Itu ujian amaliah tadris biasa. Berbeda dengan ujian amaliah tadris perdana atau pertama. Salah satu dari kami harus menjadi satri pertama yang diuji. Tekanan menjadi peserta amaliah tadris perdana berbeda sekali dengan ujian amaliah tadris biasa. Alasannya, karena ujian amaliah tadris perdana juga menjadi semacam seremonial pembukaan. Jadi yang menyaksikan tidak hanya ustadz penguji dan beberapa teman sekelompok, tapi bisa dikatakan, seluruh penghuni pesantren akan menyaksikan.
Terbayang ‘kan bagaimana tekanan yang harus aku hadapi. Ujian di hadapan ustadz saja sudah membuatku grogi setengah mati, apalagi harus diuji di hadapan seluruh penghuni pesantren. Jika ada kejadian yang memalukan, bisa membuat trauma seumur hidup.
Itu dia istimewanya amaliah tadris perdana. Dan ternyata akulah yang ditunjuk oleh dewan asatidz untuk menjalaninya. Ini sungguh di luar dugaan dan keinginanku. Aku tentu saja ingin menjalani ujian yang biasa, karena tekanannya lebih ringan.
Selain itu, sejak dulu, santri yang terpilih untuk menjalani ujian amaliah tadris perdana selalu santri yang mempunyai kompetensi tinggi dalam berbagai bidang. Oleh karena itu, aku merasa tidak pantas. Aku merasa masih banyak teman-temanku yang lebih pantas. Aku masih banyak kekurangan. Hal itu membuatku sedikit minder. Namun kemudian aku meyakinkan diri, bahwa tentu dewan asatidz mempunyai pertimbangan yang sudah dipikirkan masak-masak sebelum memilihku. Mungkin mereka melihat sesuatu dalam diriku yang malah tidak kulihat.
Maka, apa boleh buat, apapun yang diamanahkan ustadz pada kita harus kita jaga dengan sungguh-sungguh. Aku berusaha menaati dan menjalani prosesnya dengan sungguh-sungguh. Karena aku masih ingat mahfudzot yang pertama kali kupelajari. Man jadda wajada. Barang siapa bersungguh-sungguh, akan berhasil.

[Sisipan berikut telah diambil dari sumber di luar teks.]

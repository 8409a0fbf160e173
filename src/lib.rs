//! Variant Summary Statistics Library
//!
//! Composable primitives for summarising annotated genomic variant tables:
//! frequency bins, LoF category counts and gene-level LoF matrices.
//!
//! # Overview
//!
//! The library is organized into composable modules:
//!
//! - **data**: Core data structures (variant records, genotype matrix, sample metadata, result tables)
//! - **frequency**: Frequency binning of AC/AF
//! - **vep**: Consequence severity and LOFTEE summaries
//! - **filter**: Row filters (low-confidence regions, AN criterion, AF thresholds)
//! - **summary**: Category counts and the summary-counts pipeline
//! - **gene_lof**: Gene-level LoF matrix
//! - **pipeline**: Pipeline composition and execution
//!
//! # Example
//!
//! ```no_run
//! use variant_summary::prelude::*;
//!
//! // Load data
//! let variants = VariantTable::from_jsonl("variants.jsonl").unwrap();
//! let regions = IntervalRegions::from_bed(&["lcr.bed"], None).unwrap();
//!
//! // Run the summary pipeline
//! let output = Pipeline::new()
//!     .filter_pass()
//!     .summary_counts(SummaryCountsConfig::default())
//!     .run(PipelineInputs::new(variants).regions(&regions))
//!     .unwrap();
//! println!("{}", output.summary_counts.unwrap());
//! ```

pub mod data;
pub mod error;
pub mod filter;
pub mod frequency;
pub mod gene_lof;
pub mod pipeline;
pub mod summary;
pub mod vep;

/// Convenient re-exports for common usage.
pub mod prelude {
    pub use crate::data::{
        FreqBinRow, Frequency, GeneGroupKey, GeneLofMatrix, GeneLofRow, Genotype, GenotypeCounts,
        GroupDetail, Locus, ReferenceGenome, SampleMetadata, SiteStats, SummaryCountsTable,
        TranscriptConsequence, VariantMatrix, VariantRecord, VariantTable, VepAnnotation,
    };
    pub use crate::error::{Result, SummaryError};
    pub use crate::filter::{
        // Low-confidence regions
        filter_low_conf_regions, IntervalRegions, RegionFilter,
        // AN criterion
        AnAdjConfig, AnAdjCriterion, SamplesBySex,
        // Combined row criteria
        and3, RowCriterion, RowFilter,
    };
    pub use crate::frequency::{freq_bin, FreqBin};
    pub use crate::gene_lof::{
        generate_gene_lof_matrix, ExpressionBucket, GeneLofConfig, TranscriptExpression,
    };
    pub use crate::pipeline::{
        run_summary_counts, Pipeline, PipelineConfig, PipelineInputs, PipelineOutput, PipelineStep,
    };
    pub use crate::summary::{
        count_categories, count_categories_by, get_summary_counts, SummaryCounts,
        SummaryCountsConfig,
    };
    pub use crate::vep::{
        filter_vep_to_canonical_transcripts, get_most_severe_consequence_for_summary,
        process_consequences,
    };
}
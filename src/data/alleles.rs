//! Allele-pair classification.

use serde::{Deserialize, Serialize};

/// Type of a reference/alternate allele pair.
#[derive(Debug, Clone, Copy, PartialEq, Eq, Hash, Serialize, Deserialize)]
pub enum AlleleType {
    Snp,
    Mnp,
    Insertion,
    Deletion,
    Complex,
    /// Spanning deletion (`*`).
    Star,
    /// Symbolic or breakend alternate allele.
    Symbolic,
    Unknown,
}

impl AlleleType {
    /// Classify a bi-allelic pair.
    pub fn classify(reference: &str, alternate: &str) -> Self {
        if alternate == "*" {
            return Self::Star;
        }
        if reference.is_empty() || alternate.is_empty() {
            return Self::Unknown;
        }
        if is_symbolic(alternate) {
            return Self::Symbolic;
        }

        let (r, a) = (reference.as_bytes(), alternate.as_bytes());
        if r.len() == a.len() {
            let mismatches = r
                .iter()
                .zip(a)
                .filter(|(x, y)| !x.eq_ignore_ascii_case(y))
                .count();
            return match mismatches {
                0 => Self::Unknown,
                1 => Self::Snp,
                _ => Self::Mnp,
            };
        }

        // Shared first base, and the longer allele ends with the rest of the shorter.
        let (short, long) = if r.len() < a.len() { (r, a) } else { (a, r) };
        let anchored = r[0] == a[0] && long.ends_with(&short[1..]);
        match (anchored, r.len() < a.len()) {
            (true, true) => Self::Insertion,
            (true, false) => Self::Deletion,
            (false, _) => Self::Complex,
        }
    }

    pub fn is_indel(&self) -> bool {
        matches!(self, Self::Insertion | Self::Deletion)
    }

    pub fn is_snp(&self) -> bool {
        matches!(self, Self::Snp)
    }
}

fn is_symbolic(allele: &str) -> bool {
    (allele.starts_with('<') && allele.ends_with('>'))
        || allele.contains('[')
        || allele.contains(']')
        || allele.starts_with('.')
        || allele.ends_with('.')
}

/// Classify the first two alleles of a record; `None` when fewer than two.
///
/// Only `alleles[0]` and `alleles[1]` are read, so multi-allelic records
/// must be split beforehand.
pub fn allele_type(alleles: &[String]) -> Option<AlleleType> {
    match alleles {
        [reference, alternate, ..] => Some(AlleleType::classify(reference, alternate)),
        _ => None,
    }
}

pub fn is_indel(alleles: &[String]) -> bool {
    allele_type(alleles).is_some_and(|t| t.is_indel())
}

pub fn is_snp(alleles: &[String]) -> bool {
    allele_type(alleles).is_some_and(|t| t.is_snp())
}

#[cfg(test)]
mod tests {
    use super::*;

    #[test]
    fn test_snp_and_mnp() {
        assert_eq!(AlleleType::classify("A", "T"), AlleleType::Snp);
        assert_eq!(AlleleType::classify("AC", "AT"), AlleleType::Snp);
        assert_eq!(AlleleType::classify("AC", "GT"), AlleleType::Mnp);
        assert_eq!(AlleleType::classify("A", "A"), AlleleType::Unknown);
    }

    #[test]
    fn test_indels() {
        assert_eq!(AlleleType::classify("A", "AT"), AlleleType::Insertion);
        assert_eq!(AlleleType::classify("ATT", "A"), AlleleType::Deletion);
        assert_eq!(AlleleType::classify("AGT", "AT"), AlleleType::Deletion);
        assert_eq!(AlleleType::classify("AC", "GTT"), AlleleType::Complex);
        assert!(AlleleType::Insertion.is_indel());
        assert!(!AlleleType::Complex.is_indel());
    }

    #[test]
    fn test_unanchored_length_change_is_complex() {
        assert_eq!(AlleleType::classify("TA", "A"), AlleleType::Complex);
        assert_eq!(AlleleType::classify("AC", "C"), AlleleType::Complex);
        assert_eq!(AlleleType::classify("A", "TA"), AlleleType::Complex);
        assert_eq!(AlleleType::classify("AT", "AGT"), AlleleType::Insertion);
        assert!(is_indel(&["AGT".to_string(), "AT".to_string()]));
        assert!(!is_indel(&["AC".to_string(), "C".to_string()]));
        assert!(!is_indel(&["A".to_string(), "TA".to_string()]));
    }

    #[test]
    fn test_special_alleles() {
        assert_eq!(AlleleType::classify("A", "*"), AlleleType::Star);
        assert_eq!(AlleleType::classify("A", "<DEL>"), AlleleType::Symbolic);
        assert_eq!(AlleleType::classify("A", "A[chr2:100["), AlleleType::Symbolic);
    }

    #[test]
    fn test_only_first_pair_is_read() {
        let alleles = vec!["A".to_string(), "G".to_string(), "AT".to_string()];
        assert!(is_snp(&alleles));
        assert!(!is_indel(&alleles));
        assert_eq!(allele_type(&["A".to_string()]), None);
    }
}
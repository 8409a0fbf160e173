//! Pipeline composition and execution for variant summaries.

mod runner;

pub use runner::{
    run_summary_counts, Pipeline, PipelineConfig, PipelineInputs, PipelineOutput, PipelineStep,
};
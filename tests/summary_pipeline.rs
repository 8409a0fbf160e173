//! Integration tests for the summary-counts pipeline.

use std::io::Write;
use tempfile::NamedTempFile;
use variant_summary::prelude::*;

/// JSON line for a bi-allelic variant with one canonical protein-coding
/// consequence.
fn variant_line(
    contig: &str,
    pos: u64,
    alleles: (&str, &str),
    filters: &[&str],
    ac: u64,
    an: u64,
    term: &str,
    lof: Option<(&str, Option<&str>)>,
) -> String {
    let af = if an > 0 { ac as f64 / an as f64 } else { 0.0 };
    let (lof_call, flags) = match lof {
        Some((call, flags)) => (
            format!("\"{}\"", call),
            flags.map_or("null".to_string(), |f| format!("\"{}\"", f)),
        ),
        None => ("null".to_string(), "null".to_string()),
    };
    let filters: Vec<String> = filters.iter().map(|f| format!("\"{}\"", f)).collect();
    format!(
        concat!(
            "{{\"locus\":{{\"contig\":\"{}\",\"position\":{}}},\"alleles\":[\"{}\",\"{}\"],",
            "\"filters\":[{}],\"freq\":[{{\"AC\":{},\"AN\":{},\"AF\":{}}}],",
            "\"vep\":{{\"transcript_consequences\":[{{\"gene_id\":\"ENSG1\",\"gene_symbol\":\"ABC\",",
            "\"transcript_id\":\"ENST1\",\"biotype\":\"protein_coding\",\"consequence_terms\":[\"{}\"],",
            "\"canonical\":1,\"lof\":{},\"lof_flags\":{}}}]}}}}"
        ),
        contig,
        pos,
        alleles.0,
        alleles.1,
        filters.join(","),
        ac,
        an,
        af,
        term,
        lof_call,
        flags
    )
}

/// Variant table covering every LOFTEE category, failed filters,
/// low-confidence and decoy regions, and a broad frequency spectrum.
fn create_variant_file() -> NamedTempFile {
    let lines = vec![
        // Singleton HC without flags.
        variant_line("chr1", 1_000, ("C", "T"), &[], 1, 10_000, "stop_gained", Some(("HC", None))),
        // Doubleton HC with flags.
        variant_line(
            "chr1",
            2_000,
            ("G", "A"),
            &[],
            2,
            10_000,
            "stop_gained",
            Some(("HC", Some("SINGLE_EXON"))),
        ),
        // AC 3 - 5 frameshift deletion, LC.
        variant_line("chr1", 3_000, ("CA", "C"), &[], 4, 10_000, "frameshift_variant", Some(("LC", None))),
        // Rare splice site, OS.
        variant_line("chr2", 4_000, ("A", "G"), &[], 50, 100_000, "splice_region_variant", Some(("OS", None))),
        // Common missense.
        variant_line("chr2", 5_000, ("T", "C"), &[], 3_000, 10_000, "missense_variant", None),
        // Near fixed synonymous insertion.
        variant_line("chrX", 6_000_000, ("A", "AT"), &[], 9_700, 10_000, "synonymous_variant", None),
        // Not found.
        variant_line("chr3", 7_000, ("G", "T"), &[], 0, 10_000, "intron_variant", None),
        // Fails filters.
        variant_line("chr1", 8_000, ("C", "G"), &["AC0", "RF"], 1, 10_000, "stop_gained", Some(("HC", None))),
        // Low-confidence region.
        variant_line("chr4", 9_500, ("C", "G"), &[], 1, 10_000, "stop_gained", Some(("HC", None))),
        // Decoy region.
        variant_line("chr5", 10_500, ("C", "G"), &[], 1, 10_000, "missense_variant", None),
    ];
    let mut file = NamedTempFile::new().unwrap();
    for line in lines {
        writeln!(file, "{}", line).unwrap();
    }
    file.flush().unwrap();
    file
}

fn create_regions() -> IntervalRegions {
    let mut lcr = NamedTempFile::new().unwrap();
    writeln!(lcr, "track name=lcr").unwrap();
    writeln!(lcr, "chr4\t9000\t10000").unwrap();
    lcr.flush().unwrap();
    let mut decoy = NamedTempFile::new().unwrap();
    writeln!(decoy, "chr5\t10000\t11000").unwrap();
    decoy.flush().unwrap();
    IntervalRegions::from_bed(&[lcr.path()], Some(decoy.path())).unwrap()
}

#[test]
fn test_summary_counts_end_to_end() {
    let file = create_variant_file();
    let variants = VariantTable::from_jsonl(file.path()).unwrap();
    assert_eq!(variants.len(), 10);

    let regions = create_regions();
    let config = SummaryCountsConfig {
        filter_decoy: true,
        ..Default::default()
    };
    let summary = get_summary_counts(variants, Some(&regions), &config).unwrap();

    let g = &summary.globals;
    assert_eq!(g.num_variants, 7);
    assert_eq!(g.indels, 2);
    assert_eq!(g.snps, 5);
    assert_eq!(g.lof, 4);
    assert_eq!(g.pass_loftee, 2);
    assert_eq!(g.pass_loftee_no_flag, 1);
    assert_eq!(g.loftee_os, 1);
    assert_eq!(g.fail_loftee, 1);

    assert_eq!(summary.get(FreqBin::NotFound).unwrap().num_variants, 1);
    assert_eq!(summary.get(FreqBin::Singleton).unwrap().pass_loftee_no_flag, 1);
    assert_eq!(summary.get(FreqBin::Doubleton).unwrap().pass_loftee, 1);
    assert_eq!(summary.get(FreqBin::Ac3To5).unwrap().fail_loftee, 1);
    assert_eq!(summary.get(FreqBin::Pct0_01To0_1).unwrap().loftee_os, 1);
    assert_eq!(summary.get(FreqBin::Pct10To95).unwrap().num_variants, 1);
    assert_eq!(summary.get(FreqBin::Over95Pct).unwrap().indels, 1);

    // Totals equal the sum of the per-bin rows.
    assert_eq!(summary.row_total(), summary.globals);
    let bins: Vec<_> = summary.rows.iter().map(|r| r.freq_bin).collect();
    let mut sorted = bins.clone();
    sorted.sort();
    assert_eq!(bins, sorted);
}

#[test]
fn test_decoy_toggle() {
    let file = create_variant_file();
    let regions = create_regions();

    let without = get_summary_counts(
        VariantTable::from_jsonl(file.path()).unwrap(),
        Some(&regions),
        &SummaryCountsConfig::default(),
    )
    .unwrap();
    let with = get_summary_counts(
        VariantTable::from_jsonl(file.path()).unwrap(),
        Some(&regions),
        &SummaryCountsConfig {
            filter_decoy: true,
            ..Default::default()
        },
    )
    .unwrap();
    assert_eq!(without.globals.num_variants, with.globals.num_variants + 1);
}

#[test]
fn test_outputs_written() {
    let file = create_variant_file();
    let summary = get_summary_counts(
        VariantTable::from_jsonl(file.path()).unwrap(),
        None,
        &SummaryCountsConfig {
            fill_missing_bins: true,
            ..Default::default()
        },
    )
    .unwrap();
    assert_eq!(summary.len(), FreqBin::ALL.len());

    let tsv = NamedTempFile::new().unwrap();
    summary.to_tsv(tsv.path()).unwrap();
    let text = std::fs::read_to_string(tsv.path()).unwrap();
    let header = text.lines().next().unwrap();
    assert!(header.starts_with("freq_bin\tnum_variants\tindels\tsnps\tLOF"));
    assert_eq!(text.lines().count(), FreqBin::ALL.len() + 1);
    assert!(text.lines().any(|l| l.starts_with("Not found\t1\t")));

    let json = NamedTempFile::new().unwrap();
    summary.globals_to_json(json.path()).unwrap();
    let value: serde_json::Value =
        serde_json::from_str(&std::fs::read_to_string(json.path()).unwrap()).unwrap();
    assert_eq!(value["summary_counts"]["total_num_variants"], 9);
    assert_eq!(value["summary_counts"]["total_LOF"], 5);
}

#[test]
fn test_pipeline_from_yaml() {
    let file = create_variant_file();
    let regions = create_regions();

    let config = Pipeline::new()
        .name("summary")
        .filter_pass()
        .filter_low_conf_regions(true)
        .annotate_freq_bin(0)
        .summary_counts(SummaryCountsConfig::default())
        .to_config(None);
    let yaml = config.to_yaml().unwrap();
    let pipeline = Pipeline::from_config(&PipelineConfig::from_yaml(&yaml).unwrap());

    let inputs = PipelineInputs::new(VariantTable::from_jsonl(file.path()).unwrap()).regions(&regions);
    let output = pipeline.run(inputs).unwrap();

    assert_eq!(output.variants.len(), 7);
    assert_eq!(
        output
            .variants
            .iter()
            .filter(|r| r.freq_bin == Some(FreqBin::Singleton))
            .count(),
        1
    );
    assert_eq!(output.summary_counts.unwrap().globals.num_variants, 7);
}
fn group_key(
    record: &VariantRecord,
    csq: TranscriptConsequence,
    expression: Option<&TranscriptExpression>,
) -> GeneGroupKey {
    let detail = match expression {
        Some(expression) => GroupDetail::Expression(expression.bucket(
            record,
            &csq.gene_id,
            csq.most_severe_consequence.as_deref(),
        )),
        None => GroupDetail::Transcript {
            canonical: csq.canonical.is_some(),
            transcript_id: csq.transcript_id,
        },
    };
    GeneGroupKey {
        gene_id: csq.gene_id,
        gene: csq.gene_symbol,
        indel: is_indel(&record.alleles),
        most_severe_consequence: csq.most_severe_consequence,
        detail,
    }
}

/// Site-level statistics over the (variant, consequence) rows of a group.
fn site_stats(matrix: &VariantMatrix, rows: &[usize], freq_index: usize) -> Result<SiteStats> {
    let records = matrix.rows();
    let n_freq = rows.first().map_or(0, |&r| records[r].freq.len());
    let mut stats = SiteStats {
        n_sites: rows.len() as u64,
        n_sites_array: vec![0; n_freq],
        classic_caf: 0.0,
        max_af: None,
        classic_caf_array: vec![0.0; n_freq],
    };

    for &row in rows {
        let freq = &records[row].freq;
        if freq.len() != n_freq {
            return Err(SummaryError::DimensionMismatch {
                expected: n_freq,
                actual: freq.len(),
            });
        }
        for (j, f) in freq.iter().enumerate() {
            if f.ac.is_some_and(|ac| ac > 0) {
                stats.n_sites_array[j] += 1;
            }
            if let Some(af) = f.af {
                stats.classic_caf_array[j] += af;
            }
        }
        if let Some(af) = freq.get(freq_index).and_then(|f| f.af) {
            stats.classic_caf += af;
            stats.max_af = Some(stats.max_af.map_or(af, |m: f64| m.max(af)));
        }
    }
    Ok(stats)
}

Aku mulai mempersiapkan diri. Aku bertanya kepada ustadz asli mata pelajaran yang hendak kuajarkan, materi apa yang harus kusampaikan kepada murid-murid beliau. Setelah mendapat materi, aku mulai menyusun rencana pembelajaran detail. Aku tulis apa saja yang akan kuucapkan mulai sejak masuk ke dalam kelas hingga akhir pelajaran. Aku juga menulis soal-soal evaluasi untuk para murid. Selama penulisan rencana pembelajaran, aku terus berkonsultasi dengan para pempimbingku. Yang tak lain adalah direktur KMI Putri sendiri, yaitu Ust. Suwardi Sechan dan Usth. Mernawati. Mereka berdua sangat mendukungku. Mereka menyemangati dan membesarkan hatiku.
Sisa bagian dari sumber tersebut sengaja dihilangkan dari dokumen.